### WORK TO BE COMPLETED
The output is the lines below from the one with "Too Many Requests" through the one with "pub fn batch_enqueue()", both included, printed exactly and with no other line.

Saved data entries
+-------+

use serde::{Deserialize, Serialize};

/// 应用配置结构体
#[derive(Debug, Clone, Serialize, Deserialize)]
pub struct AppConfig {
    pub app: AppSettings,
    pub server: ServerConfig,
    pub jwt: JwtConfig,
    pub queue: QueueConfig,
    pub cache: CacheConfig,
    pub cors: CorsConfig,
}

/// 应用设置
#[derive(Debug, Clone, Serialize, Deserialize)]
pub struct AppSettings {
    pub system_name: String,
    pub environment: String,
    pub log_level: String,
}

/// 服务器配置
#[derive(Debug, Clone, Serialize, Deserialize)]
pub struct ServerConfig {
    pub host: String,
    pub port: u16,
    pub unix_socket_path: String,
    pub workers: usize,
    pub max_workers: usize,
    pub timeouts: TimeoutConfig,
    pub limits: LimitConfig,
}

/// 超时配置
#[derive(Debug, Clone, Serialize, Deserialize)]
pub struct TimeoutConfig {
    pub client_request: u64,
    pub client_disconnect: u64,
    pub keep_alive: u64,
}

/// 限制配置
#[derive(Debug, Clone, Serialize, Deserialize)]
pub struct LimitConfig {
    pub max_payload_size: usize,
}

/// JWT 配置
#[derive(Debug, Clone, Serialize, Deserialize)]
pub struct JwtConfig {
    #[serde(skip_serializing, default)] // 不序列化到JSON响应中
    pub secret: String,
    pub access_token_expiry: i64, // access token 有效期（分钟）
}

/// 消息队列配置
///
/// region 和 url 必须在进程启动时就位，缺失视为致命错误，
/// 不允许推迟到发送时才暴露。
#[derive(Debug, Clone, Serialize, Deserialize)]
pub struct QueueConfig {
    pub region: String, // AWS 区域标识
    #[serde(skip_serializing, default)] // 队列完整 URL 不输出到响应
    pub url: String,
}

/// 缓存配置
#[derive(Debug, Clone, Serialize, Deserialize)]
pub struct CacheConfig {
    #[serde(rename = "type")]
    pub cache_type: String,
    pub default_ttl: u64,
    pub redis: RedisConfig,
    pub memory: MemoryConfig,
}

/// Redis 配置
#[derive(Debug, Clone, Serialize, Deserialize)]
pub struct RedisConfig {
    pub url: String,
    pub key_prefix: String,
    pub pool_size: u64,
}

/// 内存缓存配置
#[derive(Debug, Clone, Serialize, Deserialize)]
pub struct MemoryConfig {
    pub max_capacity: u64,
}

/// CORS 配置
#[derive(Debug, Clone, Serialize, Deserialize)]
pub struct CorsConfig {
    pub allowed_origins: Vec<String>,
    pub allowed_methods: Vec<String>,
    pub allowed_headers: Vec<String>,
    pub max_age: usize,
}
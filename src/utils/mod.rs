pub mod jwt;
pub mod parameter_error_handler;
pub mod validate;

pub use parameter_error_handler::json_error_handler;
pub use parameter_error_handler::query_error_handler;
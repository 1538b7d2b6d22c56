/*!
 * 速率限制中间件
 *
 * 此中间件用于限制请求频率，防止滥用入队接口刷爆下游队列。
 *
 * ## 使用方法
 *
 * ```rust,ignore
 * use actix_web::{web, App};
 * use crate::middlewares::rate_limit::RateLimit;
 *
 * App::new()
 *     .service(
 *         web::scope("/api/v1/notifications")
 *             .wrap(RateLimit::new(30, 60))  // 30次/分钟
 *             .route("", web::post().to(enqueue_handler))
 *     )
 * ```
 *
 * ## 限制规则
 *
 * - 已认证请求使用用户 ID 作为限制键，否则回退到客户端 IP
 * - 超过限制返回 429 Too Many Requests
 */

use actix_service::{Service, Transform};
use actix_web::{
    Error, HttpMessage, HttpResponse,
    body::EitherBody,
    dev::{ServiceRequest, ServiceResponse},
    http::StatusCode,
    http::header::CONTENT_TYPE,
};
use futures_util::future::{LocalBoxFuture, Ready, ready};
use moka::future::Cache;
use once_cell::sync::Lazy;
use std::rc::Rc;
use std::time::Duration;
use tracing::warn;

use crate::models::auth::entities::AuthUser;
use crate::models::{ApiResponse, ErrorCode};

/// 全局速率限制缓存
/// 键: 前缀:用户或IP，值: 请求计数
static RATE_LIMIT_CACHE: Lazy<Cache<String, u32>> = Lazy::new(|| {
    Cache::builder()
        .time_to_live(Duration::from_secs(60)) // 1分钟过期
        .max_capacity(100_000)
        .build()
});

/// 速率限制配置
#[derive(Clone)]
pub struct RateLimit {
    /// 时间窗口内允许的最大请求数
    max_requests: u32,
    /// 时间窗口（秒）
    window_secs: u64,
    /// 限制键前缀（用于区分不同端点）
    key_prefix: String,
}

impl RateLimit {
    /// 创建新的速率限制器
    ///
    /// # 参数
    /// - `max_requests`: 时间窗口内允许的最大请求数
    /// - `window_secs`: 时间窗口（秒）
    pub fn new(max_requests: u32, window_secs: u64) -> Self {
        Self {
            max_requests,
            window_secs,
            key_prefix: String::new(),
        }
    }

    /// 设置限制键前缀
    pub fn with_prefix(mut self, prefix: &str) -> Self {
        self.key_prefix = prefix.to_string();
        self
    }

    /// 单条入队限制：30次/分钟/用户
    pub fn enqueue() -> Self {
        Self::new(30, 60).with_prefix("enqueue")
    }

    /// 批量入队限制：10次/分钟/用户（每次最多 10 条）
    pub fn batch_enqueue() -> Self {
        Self::new(10, 60).with_prefix("batch")
    }

    /// 通用 API 限制：100次/分钟/用户
    pub fn api() -> Self {
        Self::new(100, 60).with_prefix("api")
    }
}

/// 从请求中提取客户端 IP
///
/// 安全注意事项：
/// - 如果服务部署在反向代理后面，需要在反向代理中配置正确的 X-Forwarded-For / X-Real-IP 头
/// - 此实现会验证 IP 格式，防止伪造的无效头导致问题
fn extract_client_ip(req: &ServiceRequest) -> String {
    let connection_ip = req
        .connection_info()
        .realip_remote_addr()
        .map(|s| s.to_string());

    if let Some(ref ip) = connection_ip
        && is_valid_ip(ip)
    {
        return ip.clone();
    }

    // 从 X-Forwarded-For 头获取（用于反向代理场景），只取第一个 IP
    if let Some(forwarded) = req.headers().get("X-Forwarded-For")
        && let Ok(value) = forwarded.to_str()
        && let Some(ip) = value.split(',').next()
    {
        let ip = ip.trim();
        if is_valid_ip(ip) {
            return ip.to_string();
        }
    }

    if let Some(real_ip) = req.headers().get("X-Real-IP")
        && let Ok(ip) = real_ip.to_str()
    {
        let ip = ip.trim();
        if is_valid_ip(ip) {
            return ip.to_string();
        }
    }

    connection_ip.unwrap_or_else(|| "unknown".to_string())
}

/// 验证 IP 地址格式是否有效
fn is_valid_ip(ip: &str) -> bool {
    use std::net::IpAddr;
    ip.parse::<IpAddr>().is_ok()
}

/// 从请求中提取用户 ID（如果已认证）
fn extract_user_id(req: &ServiceRequest) -> Option<i64> {
    req.extensions().get::<AuthUser>().map(|user| user.id)
}

/// 创建速率限制错误响应
fn create_rate_limit_response(retry_after: u64) -> HttpResponse {
    HttpResponse::build(StatusCode::TOO_MANY_REQUESTS)
        .insert_header((CONTENT_TYPE, "application/json; charset=utf-8"))
        .insert_header(("Retry-After", retry_after.to_string()))
        .insert_header(("X-RateLimit-Remaining", "0"))
        .json(ApiResponse::<()>::error_empty(
            ErrorCode::RateLimitExceeded,
            "请求过于频繁，请稍后再试",
        ))
}

impl<S, B> Transform<S, ServiceRequest> for RateLimit
where
    S: Service<ServiceRequest, Response = ServiceResponse<B>, Error = Error> + 'static,
    B: 'static,
{
    type Response = ServiceResponse<EitherBody<B>>;
    type Error = Error;
    type InitError = ();
    type Transform = RateLimitMiddleware<S>;
    type Future = Ready<Result<Self::Transform, Self::InitError>>;

    fn new_transform(&self, service: S) -> Self::Future {
        ready(Ok(RateLimitMiddleware {
            service: Rc::new(service),
            max_requests: self.max_requests,
            window_secs: self.window_secs,
            key_prefix: self.key_prefix.clone(),
        }))
    }
}

pub struct RateLimitMiddleware<S> {
    service: Rc<S>,
    max_requests: u32,
    window_secs: u64,
    key_prefix: String,
}

impl<S, B> Service<ServiceRequest> for RateLimitMiddleware<S>
where
    S: Service<ServiceRequest, Response = ServiceResponse<B>, Error = Error> + 'static,
    B: 'static,
{
    type Response = ServiceResponse<EitherBody<B>>;
    type Error = Error;
    type Future = LocalBoxFuture<'static, Result<Self::Response, Self::Error>>;

    fn poll_ready(
        &self,
        ctx: &mut std::task::Context<'_>,
    ) -> std::task::Poll<Result<(), Self::Error>> {
        self.service.poll_ready(ctx)
    }

    fn call(&self, req: ServiceRequest) -> Self::Future {
        let srv = self.service.clone();
        let max_requests = self.max_requests;
        let window_secs = self.window_secs;
        let key_prefix = self.key_prefix.clone();

        Box::pin(async move {
            // 构建限制键
            let identifier = extract_user_id(&req)
                .map(|id| format!("user:{}", id))
                .unwrap_or_else(|| format!("ip:{}", extract_client_ip(&req)));

            let cache_key = if key_prefix.is_empty() {
                identifier
            } else {
                format!("{}:{}", key_prefix, identifier)
            };

            // 获取当前计数
            let current_count = RATE_LIMIT_CACHE.get(&cache_key).await.unwrap_or(0);

            // 检查是否超过限制
            if current_count >= max_requests {
                warn!(
                    "Rate limit exceeded for key: {} (count: {}/{})",
                    cache_key, current_count, max_requests
                );
                return Ok(req
                    .into_response(create_rate_limit_response(window_secs).map_into_right_body()));
            }

            // 增加计数
            RATE_LIMIT_CACHE
                .insert(cache_key.clone(), current_count + 1)
                .await;

            // 添加速率限制头
            let remaining = max_requests.saturating_sub(current_count + 1);
            req.extensions_mut().insert(RateLimitInfo {
                remaining,
                limit: max_requests,
                reset: window_secs,
            });

            // 继续处理请求
            let res = srv.call(req).await?.map_into_left_body();
            Ok(res)
        })
    }
}

/// 速率限制信息（可在响应中添加）
#[derive(Clone)]
pub struct RateLimitInfo {
    pub remaining: u32,
    pub limit: u32,
    pub reset: u64,
}

#[cfg(test)]
mod tests {
    use super::*;

    #[test]
    fn test_rate_limit_presets() {
        let enqueue = RateLimit::enqueue();
        assert_eq!(enqueue.max_requests, 30);
        assert_eq!(enqueue.window_secs, 60);
        assert_eq!(enqueue.key_prefix, "enqueue");

        let batch = RateLimit::batch_enqueue();
        assert_eq!(batch.max_requests, 10);
        assert_eq!(batch.key_prefix, "batch");

        let api = RateLimit::api();
        assert_eq!(api.max_requests, 100);
    }

    #[test]
    fn test_is_valid_ip() {
        assert!(is_valid_ip("192.168.1.1"));
        assert!(is_valid_ip("::1"));
        assert!(!is_valid_ip("not-an-ip"));
    }
}
pub mod shutdown;
pub mod startup;
use actix_web::{HttpRequest, HttpResponse, Result as ActixResult};

use crate::middlewares::RequireJWT;
use crate::models::auth::responses::SessionResponse;
use crate::models::{ApiResponse, ErrorCode};

pub async fn handle_get_session(request: &HttpRequest) -> ActixResult<HttpResponse> {
    match RequireJWT::extract_user(request) {
        Some(user) => Ok(HttpResponse::Ok()
            .json(ApiResponse::success(SessionResponse { user }, "查询成功"))),
        None => Ok(HttpResponse::Unauthorized()
            .json(ApiResponse::error_empty(ErrorCode::Unauthorized, "请先登录"))),
    }
}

+-------+

### RESULT OF THIS TASK
 * - 超过限制返回 429 Too Many Requests
 */

use actix_service::{Service, Transform};
use actix_web::{
    Error, HttpMessage, HttpResponse,
    body::EitherBody,
    dev::{ServiceRequest, ServiceResponse},
    http::StatusCode,
    http::header::CONTENT_TYPE,
};
use futures_util::future::{LocalBoxFuture, Ready, ready};
use moka::future::Cache;
use once_cell::sync::Lazy;
use std::rc::Rc;
use std::time::Duration;
use tracing::warn;

use crate::models::auth::entities::AuthUser;
use crate::models::{ApiResponse, ErrorCode};

/// 全局速率限制缓存
/// 键: 前缀:用户或IP，值: 请求计数
static RATE_LIMIT_CACHE: Lazy<Cache<String, u32>> = Lazy::new(|| {
    Cache::builder()
        .time_to_live(Duration::from_secs(60)) // 1分钟过期
        .max_capacity(100_000)
        .build()
});

/// 速率限制配置
#[derive(Clone)]
pub struct RateLimit {
    /// 时间窗口内允许的最大请求数
    max_requests: u32,
    /// 时间窗口（秒）
    window_secs: u64,
    /// 限制键前缀（用于区分不同端点）
    key_prefix: String,
}

impl RateLimit {
    /// 创建新的速率限制器
    ///
    /// # 参数
    /// - `max_requests`: 时间窗口内允许的最大请求数
    /// - `window_secs`: 时间窗口（秒）
    pub fn new(max_requests: u32, window_secs: u64) -> Self {
        Self {
            max_requests,
            window_secs,
            key_prefix: String::new(),
        }
    }

    /// 设置限制键前缀
    pub fn with_prefix(mut self, prefix: &str) -> Self {
        self.key_prefix = prefix.to_string();
        self
    }

    /// 单条入队限制：30次/分钟/用户
    pub fn enqueue() -> Self {
        Self::new(30, 60).with_prefix("enqueue")
    }

    /// 批量入队限制：10次/分钟/用户（每次最多 10 条）
    pub fn batch_enqueue() -> Self {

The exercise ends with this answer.